Creating a vibrant educational marketplace that provides every parent with the ability to choose the best school for their child is another key reform strategy. To accomplish this, national and state policies have encouraged the growth of privately managed but publically funded charter schools. Within this sector, 17 states and the District of Columbia permit allow online charters, schools in which instruction is delivered at a distance. These schools have been seen as the wave of the future, minimizing the costs of brick-and-mortar schools and allowing a high degree of personalization of a student’s course of study. But we now know that they are shockingly ineffective.

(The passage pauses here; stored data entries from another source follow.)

//! # UI Configuration
//!
//! Tunables for the built-in widgets, loaded once at startup from TOML.
//! Every table and every key is optional; missing values fall back to the
//! defaults below.
//!
//! ```toml
//! [scroll]
//! speed = 40.0
//! clamp = true
//!
//! [text_input]
//! blink_interval = 60
//!
//! [button]
//! corner_radius = 15.0
//! ```

use crate::error::{UiError, UiResult};
use firecrest_core::Color;
use serde::{Deserialize, Serialize};
use std::path::Path;

/// Scrolling behaviour and scrollbar appearance.
#[derive(Debug, Clone, PartialEq, Serialize, Deserialize)]
#[serde(default)]
pub struct ScrollConfig {
    /// Pixels scrolled per wheel unit.
    pub speed: f32,
    /// Keep the content inside the viewport and draw a scrollbar.
    pub clamp: bool,
    /// Scrollbar thickness.
    pub scrollbar_width: f32,
    /// Gap between scrollbar and the right edge.
    pub scrollbar_padding: f32,
    /// Shortest scrollbar thumb.
    pub scrollbar_min_height: f32,
    /// Thumb color.
    pub scrollbar_color: Color,
}

impl Default for ScrollConfig {
    fn default() -> Self {
        Self {
            speed: 40.0,
            clamp: true,
            scrollbar_width: 6.0,
            scrollbar_padding: 2.0,
            scrollbar_min_height: 30.0,
            scrollbar_color: Color::rgba(0.5, 0.5, 0.5, 0.75),
        }
    }
}

/// Caret appearance for text inputs.
#[derive(Debug, Clone, PartialEq, Serialize, Deserialize)]
#[serde(default)]
pub struct TextInputConfig {
    /// Blink period in frames; the caret is visible for the first half.
    pub blink_interval: u32,
    /// Caret width in pixels.
    pub cursor_width: f32,
    /// Caret color.
    pub cursor_color: Color,
}

impl Default for TextInputConfig {
    fn default() -> Self {
        Self {
            blink_interval: 60,
            cursor_width: 3.0,
            cursor_color: Color::WHITE,
        }
    }
}

/// Button appearance.
#[derive(Debug, Clone, PartialEq, Serialize, Deserialize)]
#[serde(default)]
pub struct ButtonConfig {
    /// Background corner radius.
    pub corner_radius: f32,
}

impl Default for ButtonConfig {
    fn default() -> Self {
        Self { corner_radius: 15.0 }
    }
}

/// Graph appearance.
#[derive(Debug, Clone, PartialEq, Serialize, Deserialize)]
#[serde(default)]
pub struct GraphConfig {
    /// Data line color.
    pub line_color: Color,
    /// Grid line color.
    pub grid_color: Color,
    /// Data line width.
    pub line_width: f32,
    /// Panel background.
    pub background: Color,
}

impl Default for GraphConfig {
    fn default() -> Self {
        Self {
            line_color: Color::rgba(0.1, 0.8, 0.3, 1.0),
            grid_color: Color::rgba(0.2, 0.2, 0.2, 1.0),
            line_width: 2.0,
            background: Color::BLACK,
        }
    }
}

/// Top-level UI configuration.
#[derive(Debug, Clone, Default, PartialEq, Serialize, Deserialize)]
#[serde(default)]
pub struct UiConfig {
    /// `[scroll]` table.
    pub scroll: ScrollConfig,
    /// `[text_input]` table.
    pub text_input: TextInputConfig,
    /// `[button]` table.
    pub button: ButtonConfig,
    /// `[graph]` table.
    pub graph: GraphConfig,
}

impl UiConfig {
    /// Parses a configuration from TOML source.
    ///
    /// # Errors
    ///
    /// Returns [`UiError::InvalidConfig`] if the source is not valid TOML or
    /// a value has the wrong type.
    pub fn from_toml_str(source: &str) -> UiResult<Self> {
        let config: Self =
            toml::from_str(source).map_err(|e| UiError::InvalidConfig(e.to_string()))?;
        config.validate()?;
        Ok(config)
    }

    /// Loads a configuration file.
    ///
    /// # Errors
    ///
    /// Returns [`UiError::ResourceLoad`] if the file cannot be read and
    /// [`UiError::InvalidConfig`] if it cannot be parsed.
    pub fn load(path: impl AsRef<Path>) -> UiResult<Self> {
        let path = path.as_ref();
        let source = std::fs::read_to_string(path).map_err(|e| UiError::ResourceLoad {
            path: path.to_path_buf(),
            reason: e.to_string(),
        })?;
        Self::from_toml_str(&source)
    }

    fn validate(&self) -> UiResult<()> {
        if self.text_input.blink_interval == 0 {
            return Err(UiError::InvalidConfig(
                "text_input.blink_interval must be at least one frame".into(),
            ));
        }
        if self.scroll.scrollbar_min_height < 0.0 || self.scroll.scrollbar_width < 0.0 {
            return Err(UiError::InvalidConfig(
                "scrollbar dimensions must not be negative".into(),
            ));
        }
        Ok(())
    }
}
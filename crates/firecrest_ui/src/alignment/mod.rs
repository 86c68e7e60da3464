//! Alignment functions.
//!
//! Every element is placed by four [`Align`] functions, one each for x, y,
//! width and height. A function maps `(parent1, parent2)` to a pixel value,
//! where `parent1` is the parent's extent along the function's own axis and
//! `parent2` the cross-axis extent:
//!
//! ```text
//!   x, width   ->  f(parent_width,  parent_height)
//!   y, height  ->  f(parent_height, parent_width)
//! ```
//!
//! Functions are evaluated on every query. Nothing is memoized, so a
//! function that reads another element's geometry always sees the current
//! tree.

mod element_alignment;
mod function;

pub use element_alignment::ElementAlignment;
pub use function::{Align, Slot};
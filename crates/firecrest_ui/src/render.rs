//! UI rendering system.
//!
//! Elements record backend-neutral commands into a [`UIRenderer`]; the
//! graphics backend consumes the resulting [`UIBatch`]es. A new batch starts
//! at every clip change so each batch maps to one scissor state.

use firecrest_core::{Color, Rect, Vec2};
use std::time::Duration;

/// One drawing instruction produced by an element.
#[derive(Debug, Clone, PartialEq)]
pub enum RenderCommand {
    /// Filled rectangle.
    Rect {
        /// Bounds.
        bounds: Rect,
        /// Fill color.
        color: Color,
        /// Corner radius.
        corner_radius: f32,
    },
    /// One line of text.
    Text {
        /// Text content.
        text: String,
        /// Left end of the baseline.
        position: Vec2,
        /// Nominal font size.
        font_size: f32,
        /// Text color.
        color: Color,
    },
    /// A single segment.
    Line {
        /// Start point.
        from: Vec2,
        /// End point.
        to: Vec2,
        /// Stroke color.
        color: Color,
        /// Stroke width.
        width: f32,
    },
    /// A connected polyline.
    LineStrip {
        /// Vertices in order.
        points: Vec<Vec2>,
        /// Stroke color.
        color: Color,
        /// Stroke width.
        width: f32,
    },
    /// Restricts later commands to `bounds` until the matching pop.
    PushClip {
        /// Clip bounds, already intersected with the enclosing clip.
        bounds: Rect,
    },
    /// Pop scissor rect.
    PopClip,
}

/// A run of commands sharing one clip state.
#[derive(Debug, Clone, Default)]
pub struct UIBatch {
    /// Commands drawn under this batch's clip.
    pub commands: Vec<RenderCommand>,
    /// Clip rect (if any).
    pub clip: Option<Rect>,
}

impl UIBatch {
    /// Creates a new empty batch.
    #[must_use]
    pub fn new(clip: Option<Rect>) -> Self {
        Self {
            commands: Vec::with_capacity(256),
            clip,
        }
    }

    /// Tessellates the filled rectangles of this batch into two triangles
    /// each. Corner radii are left to the shader.
    #[must_use]
    pub fn rect_vertices(&self) -> Vec<UIVertex> {
        let mut vertices = Vec::new();
        for command in &self.commands {
            if let RenderCommand::Rect { bounds, color, .. } = command {
                let packed = color.pack_rgba();
                let (l, b, r, t) = (bounds.x, bounds.y, bounds.right(), bounds.top());
                vertices.extend_from_slice(&[
                    UIVertex::new(l, b, packed),
                    UIVertex::new(r, b, packed),
                    UIVertex::new(r, t, packed),
                    UIVertex::new(l, b, packed),
                    UIVertex::new(r, t, packed),
                    UIVertex::new(l, t, packed),
                ]);
            }
        }
        vertices
    }
}

/// Collects the commands of one frame and groups them by clip.
pub struct UIRenderer {
    /// Every command recorded since `begin_frame`.
    commands: Vec<RenderCommand>,
    /// Clip stack.
    clip_stack: Vec<Rect>,
    /// Batches built by the last `end_frame`.
    batches: Vec<UIBatch>,
}

impl UIRenderer {
    /// Creates an empty command buffer.
    #[must_use]
    pub fn new() -> Self {
        Self {
            commands: Vec::with_capacity(4096),
            clip_stack: Vec::with_capacity(16),
            batches: Vec::with_capacity(64),
        }
    }

    /// Begins a new frame.
    pub fn begin_frame(&mut self) {
        self.commands.clear();
        self.clip_stack.clear();
        self.batches.clear();
    }

    /// Adds a render command.
    pub fn push(&mut self, command: RenderCommand) {
        self.commands.push(command);
    }

    /// Appends several commands in order.
    pub fn extend(&mut self, commands: impl IntoIterator<Item = RenderCommand>) {
        self.commands.extend(commands);
    }

    /// Pushes a clip rect.
    pub fn push_clip(&mut self, bounds: Rect) {
        // Nested clips never grow past their parent.
        let actual_clip = if let Some(current) = self.clip_stack.last() {
            current.intersection(&bounds).unwrap_or(Rect::ZERO)
        } else {
            bounds
        };

        self.clip_stack.push(actual_clip);
        self.commands.push(RenderCommand::PushClip { bounds: actual_clip });
    }

    /// Restores the clip that was active before the last `push_clip`.
    pub fn pop_clip(&mut self) {
        self.clip_stack.pop();
        self.commands.push(RenderCommand::PopClip);
    }

    /// Returns the current clip rect.
    #[must_use]
    pub fn current_clip(&self) -> Option<Rect> {
        self.clip_stack.last().copied()
    }

    /// Splits the recorded commands into per-clip batches.
    pub fn end_frame(&mut self) -> &[UIBatch] {
        self.batches.clear();
        let mut clips: Vec<Rect> = Vec::new();
        let mut batch = UIBatch::new(None);

        for command in std::mem::take(&mut self.commands) {
            match command {
                RenderCommand::PushClip { bounds } => {
                    clips.push(bounds);
                    self.flush_batch(&mut batch, Some(bounds));
                }
                RenderCommand::PopClip => {
                    clips.pop();
                    self.flush_batch(&mut batch, clips.last().copied());
                }
                other => batch.commands.push(other),
            }
        }
        if !batch.commands.is_empty() {
            self.batches.push(batch);
        }

        &self.batches
    }

    fn flush_batch(&mut self, batch: &mut UIBatch, next_clip: Option<Rect>) {
        let finished = std::mem::replace(batch, UIBatch::new(next_clip));
        if !finished.commands.is_empty() {
            self.batches.push(finished);
        }
    }

    /// Number of commands recorded this frame.
    #[must_use]
    pub fn command_count(&self) -> usize {
        self.commands.len()
    }

    /// Commands recorded so far this frame.
    #[must_use]
    pub fn commands(&self) -> &[RenderCommand] {
        &self.commands
    }
}

impl Default for UIRenderer {
    fn default() -> Self {
        Self::new()
    }
}

/// A tessellated fill vertex: y-up position and packed RGBA.
#[repr(C)]
#[derive(Debug, Clone, Copy, Default, PartialEq, bytemuck::Pod, bytemuck::Zeroable)]
pub struct UIVertex {
    /// Position (x, y).
    pub position: [f32; 2],
    /// Packed `0xRRGGBBAA` color.
    pub color: u32,
}

impl UIVertex {
    /// Creates a new vertex.
    #[must_use]
    pub const fn new(x: f32, y: f32, color: u32) -> Self {
        Self {
            position: [x, y],
            color,
        }
    }
}

/// Casts vertices to raw bytes for upload.
#[must_use]
pub fn vertex_bytes(vertices: &[UIVertex]) -> &[u8] {
    bytemuck::cast_slice(vertices)
}

/// Per-frame drawing state handed to [`Element::render`](crate::element::Element::render).
pub struct Frame<'a> {
    /// Command sink.
    pub renderer: &'a mut UIRenderer,
    /// Time since the previous frame.
    pub delta: Duration,
}

impl<'a> Frame<'a> {
    /// Wraps a renderer for one frame.
    #[must_use]
    pub fn new(renderer: &'a mut UIRenderer, delta: Duration) -> Self {
        Self { renderer, delta }
    }

    /// Records a command.
    #[inline]
    pub fn push(&mut self, command: RenderCommand) {
        self.renderer.push(command);
    }
}

#[cfg(test)]
mod tests {
    use super::*;

    fn fill(x: f32) -> RenderCommand {
        RenderCommand::Rect {
            bounds: Rect::new(x, 0.0, 10.0, 10.0),
            color: Color::WHITE,
            corner_radius: 0.0,
        }
    }

    #[test]
    fn test_renderer_frame() {
        let mut renderer = UIRenderer::new();

        renderer.begin_frame();
        renderer.push(RenderCommand::Rect {
            bounds: Rect::new(0.0, 0.0, 100.0, 50.0),
            color: Color::WHITE,
            corner_radius: 0.0,
        });

        let batches = renderer.end_frame();
        assert_eq!(batches.len(), 1);
        assert_eq!(batches[0].commands.len(), 1);
    }

    #[test]
    fn test_clip_stack() {
        let mut renderer = UIRenderer::new();
        renderer.begin_frame();

        renderer.push_clip(Rect::new(0.0, 0.0, 100.0, 100.0));
        renderer.push_clip(Rect::new(50.0, 50.0, 100.0, 100.0));
        assert_eq!(renderer.current_clip(), Some(Rect::new(50.0, 50.0, 50.0, 50.0)));

        // Disjoint from the enclosing clip.
        renderer.push_clip(Rect::new(500.0, 500.0, 10.0, 10.0));
        assert_eq!(renderer.current_clip(), Some(Rect::ZERO));

        renderer.pop_clip();
        renderer.pop_clip();
        renderer.pop_clip();
        assert!(renderer.current_clip().is_none());
    }

    #[test]
    fn test_batches_split_at_clip_changes() {
        let mut renderer = UIRenderer::new();
        renderer.begin_frame();

        renderer.push(fill(0.0));
        renderer.push_clip(Rect::new(0.0, 0.0, 20.0, 20.0));
        renderer.push(fill(1.0));
        renderer.push(fill(2.0));
        renderer.pop_clip();
        renderer.push(fill(3.0));

        let batches = renderer.end_frame();
        assert_eq!(batches.len(), 3);
        assert_eq!(batches[0].clip, None);
        assert_eq!(batches[1].clip, Some(Rect::new(0.0, 0.0, 20.0, 20.0)));
        assert_eq!(batches[1].commands.len(), 2);
        assert_eq!(batches[2].clip, None);
    }

    #[test]
    fn test_rect_vertices() {
        let mut batch = UIBatch::new(None);
        batch.commands.push(fill(0.0));
        batch.commands.push(RenderCommand::PopClip);

        let vertices = batch.rect_vertices();
        assert_eq!(vertices.len(), 6);
        assert_eq!(vertices[2].position, [10.0, 10.0]);
        assert_eq!(vertices[0].color, 0xFFFF_FFFF);
        assert_eq!(vertex_bytes(&vertices).len(), 6 * std::mem::size_of::<UIVertex>());
    }
}
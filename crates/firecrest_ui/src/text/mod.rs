//! Text measurement, line breaking and the text element.
//!
//! - [`FontMetrics`]: the measuring side of the text backend
//! - [`FontFace`]: metrics loaded from a TOML glyph table
//! - [`wrap_text`]: greedy line breaking by measured width
//! - [`Text`]: an element caching its wrapped lines

mod font;
mod cache;
mod wrap;

pub use font::{FontFace, FontLibrary, FontMetrics, GlyphTable};
pub use cache::{Text, TextLine};
pub use wrap::{wrap_text, WrapMode, Wrapped, WrappedLine};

Valerie Strauss of the Washington Post reported on a study by the Center for Research on Education Outcomes (CREDO) in collaboration with the Center on Reinventing Public Education at the University of Washington and Mathematica Policy Research. Looking at data from the places that permit online charter schools, the study found “students in online charters lost an average of about 72 days of learning in reading…[and]…180 days of learning in math during the course of a 180-day school year. The average student in an online charter had lower reading scores than students in traditional schools everywhere except Wisconsin and Georgia, and had lower math scores everywhere except in Illinois, Michigan and Wisconsin.”
The evidence suggests that online charters don’t serve very well the relatively atypical set of students that currently attend these schools, much less the general population.
In other words, “the average student who attends might as well not enroll.”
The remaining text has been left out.